> _What the exercise asks_: How many lines in the records below include "rejected"? Answer with the number only.

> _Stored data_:
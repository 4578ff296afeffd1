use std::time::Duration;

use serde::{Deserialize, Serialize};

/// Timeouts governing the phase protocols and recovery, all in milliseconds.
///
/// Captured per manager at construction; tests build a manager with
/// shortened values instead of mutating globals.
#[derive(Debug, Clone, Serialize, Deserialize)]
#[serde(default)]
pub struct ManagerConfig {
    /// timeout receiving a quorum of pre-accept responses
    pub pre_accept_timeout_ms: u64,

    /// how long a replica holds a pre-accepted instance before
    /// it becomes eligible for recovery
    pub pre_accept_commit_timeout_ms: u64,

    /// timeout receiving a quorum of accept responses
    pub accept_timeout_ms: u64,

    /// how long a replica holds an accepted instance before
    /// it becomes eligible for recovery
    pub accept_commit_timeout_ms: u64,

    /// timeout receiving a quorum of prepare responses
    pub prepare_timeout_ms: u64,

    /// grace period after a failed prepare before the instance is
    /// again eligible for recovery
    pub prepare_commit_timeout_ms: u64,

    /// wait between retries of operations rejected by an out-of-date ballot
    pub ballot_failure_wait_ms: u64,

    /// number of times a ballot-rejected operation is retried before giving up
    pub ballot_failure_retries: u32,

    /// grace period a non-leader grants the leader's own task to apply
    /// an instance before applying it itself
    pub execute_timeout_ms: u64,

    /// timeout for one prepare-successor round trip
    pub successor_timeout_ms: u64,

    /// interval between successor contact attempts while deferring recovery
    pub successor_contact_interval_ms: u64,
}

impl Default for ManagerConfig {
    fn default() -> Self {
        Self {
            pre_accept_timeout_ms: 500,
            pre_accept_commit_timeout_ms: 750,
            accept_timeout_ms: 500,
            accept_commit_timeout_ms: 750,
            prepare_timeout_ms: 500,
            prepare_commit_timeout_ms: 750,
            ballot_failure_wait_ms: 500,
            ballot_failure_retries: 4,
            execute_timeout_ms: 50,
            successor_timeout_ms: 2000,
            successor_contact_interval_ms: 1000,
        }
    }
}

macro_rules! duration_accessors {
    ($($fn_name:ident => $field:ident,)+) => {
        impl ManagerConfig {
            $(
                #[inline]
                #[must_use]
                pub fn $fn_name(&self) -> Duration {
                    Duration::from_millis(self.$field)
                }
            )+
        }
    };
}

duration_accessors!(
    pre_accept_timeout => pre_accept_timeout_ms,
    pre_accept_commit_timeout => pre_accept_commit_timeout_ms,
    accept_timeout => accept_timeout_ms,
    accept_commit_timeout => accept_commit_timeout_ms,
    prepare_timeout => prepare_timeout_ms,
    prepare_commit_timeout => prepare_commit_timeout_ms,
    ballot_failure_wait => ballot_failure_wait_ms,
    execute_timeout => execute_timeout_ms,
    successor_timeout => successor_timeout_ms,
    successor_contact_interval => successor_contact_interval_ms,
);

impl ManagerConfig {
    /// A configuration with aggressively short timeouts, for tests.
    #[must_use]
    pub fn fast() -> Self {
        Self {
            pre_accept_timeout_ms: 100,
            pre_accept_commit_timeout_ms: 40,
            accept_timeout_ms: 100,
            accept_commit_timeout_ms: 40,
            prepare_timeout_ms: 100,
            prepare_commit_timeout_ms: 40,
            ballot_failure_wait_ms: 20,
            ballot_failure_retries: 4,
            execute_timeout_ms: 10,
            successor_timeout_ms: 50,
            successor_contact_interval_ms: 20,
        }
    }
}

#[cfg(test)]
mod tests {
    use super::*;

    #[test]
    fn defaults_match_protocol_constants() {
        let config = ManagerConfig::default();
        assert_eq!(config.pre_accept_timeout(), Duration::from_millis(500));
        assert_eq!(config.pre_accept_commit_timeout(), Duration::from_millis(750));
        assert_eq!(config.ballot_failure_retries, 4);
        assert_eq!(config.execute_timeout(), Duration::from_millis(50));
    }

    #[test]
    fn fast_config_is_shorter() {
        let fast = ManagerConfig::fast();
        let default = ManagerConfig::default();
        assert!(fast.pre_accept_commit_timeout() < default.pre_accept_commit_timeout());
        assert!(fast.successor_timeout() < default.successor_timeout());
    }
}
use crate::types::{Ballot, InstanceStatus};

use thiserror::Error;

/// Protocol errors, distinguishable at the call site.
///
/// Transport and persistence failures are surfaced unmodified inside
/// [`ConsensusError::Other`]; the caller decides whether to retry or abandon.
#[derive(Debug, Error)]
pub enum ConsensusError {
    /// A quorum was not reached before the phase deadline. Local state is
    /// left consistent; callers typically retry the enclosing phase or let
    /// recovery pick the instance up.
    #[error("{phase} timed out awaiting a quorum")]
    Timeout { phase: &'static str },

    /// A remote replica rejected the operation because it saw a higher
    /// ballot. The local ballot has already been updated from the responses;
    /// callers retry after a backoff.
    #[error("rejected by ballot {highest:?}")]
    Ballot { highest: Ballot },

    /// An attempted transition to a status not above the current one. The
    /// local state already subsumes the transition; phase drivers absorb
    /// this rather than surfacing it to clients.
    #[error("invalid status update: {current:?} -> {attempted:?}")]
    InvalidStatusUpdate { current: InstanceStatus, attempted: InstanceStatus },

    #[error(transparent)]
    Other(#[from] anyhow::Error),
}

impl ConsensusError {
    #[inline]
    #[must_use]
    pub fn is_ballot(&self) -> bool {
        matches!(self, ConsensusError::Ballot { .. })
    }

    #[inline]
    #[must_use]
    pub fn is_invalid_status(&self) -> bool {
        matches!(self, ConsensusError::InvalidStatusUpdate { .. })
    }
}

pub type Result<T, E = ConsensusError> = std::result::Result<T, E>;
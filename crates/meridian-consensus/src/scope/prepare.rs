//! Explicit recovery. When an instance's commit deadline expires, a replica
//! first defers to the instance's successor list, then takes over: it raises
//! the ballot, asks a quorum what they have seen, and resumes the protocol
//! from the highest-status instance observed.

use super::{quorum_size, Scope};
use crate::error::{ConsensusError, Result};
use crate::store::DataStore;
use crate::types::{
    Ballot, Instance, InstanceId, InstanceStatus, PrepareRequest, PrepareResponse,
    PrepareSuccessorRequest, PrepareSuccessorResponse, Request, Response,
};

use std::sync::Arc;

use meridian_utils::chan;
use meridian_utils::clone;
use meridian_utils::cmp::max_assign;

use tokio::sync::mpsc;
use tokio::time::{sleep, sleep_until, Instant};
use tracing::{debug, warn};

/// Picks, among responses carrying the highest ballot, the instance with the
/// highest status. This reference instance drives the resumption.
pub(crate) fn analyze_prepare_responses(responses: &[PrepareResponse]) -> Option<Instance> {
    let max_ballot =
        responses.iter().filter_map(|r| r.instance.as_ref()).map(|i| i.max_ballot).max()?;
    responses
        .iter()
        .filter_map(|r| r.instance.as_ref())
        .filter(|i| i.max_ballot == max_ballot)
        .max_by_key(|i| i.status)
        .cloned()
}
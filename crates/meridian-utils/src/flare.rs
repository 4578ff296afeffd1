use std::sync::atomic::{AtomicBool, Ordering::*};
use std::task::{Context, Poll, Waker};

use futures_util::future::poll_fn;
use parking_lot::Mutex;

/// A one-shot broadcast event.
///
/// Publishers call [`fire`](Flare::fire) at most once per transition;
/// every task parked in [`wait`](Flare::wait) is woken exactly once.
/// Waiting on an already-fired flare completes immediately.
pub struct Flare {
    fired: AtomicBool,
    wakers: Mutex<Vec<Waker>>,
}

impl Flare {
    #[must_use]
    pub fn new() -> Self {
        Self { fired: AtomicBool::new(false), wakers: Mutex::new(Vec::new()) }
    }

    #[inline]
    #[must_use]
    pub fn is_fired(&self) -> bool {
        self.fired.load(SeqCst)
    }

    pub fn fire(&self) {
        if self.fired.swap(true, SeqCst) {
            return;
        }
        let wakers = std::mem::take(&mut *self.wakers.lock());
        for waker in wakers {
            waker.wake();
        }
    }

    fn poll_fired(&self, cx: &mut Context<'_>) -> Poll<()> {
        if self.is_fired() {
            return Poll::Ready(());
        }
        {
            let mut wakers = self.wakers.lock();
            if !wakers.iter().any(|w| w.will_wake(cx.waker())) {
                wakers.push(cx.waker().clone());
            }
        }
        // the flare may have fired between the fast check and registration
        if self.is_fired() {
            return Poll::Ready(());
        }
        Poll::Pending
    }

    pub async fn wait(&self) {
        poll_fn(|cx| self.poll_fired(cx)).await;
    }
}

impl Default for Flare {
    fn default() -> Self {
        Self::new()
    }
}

> _Completed task_: 4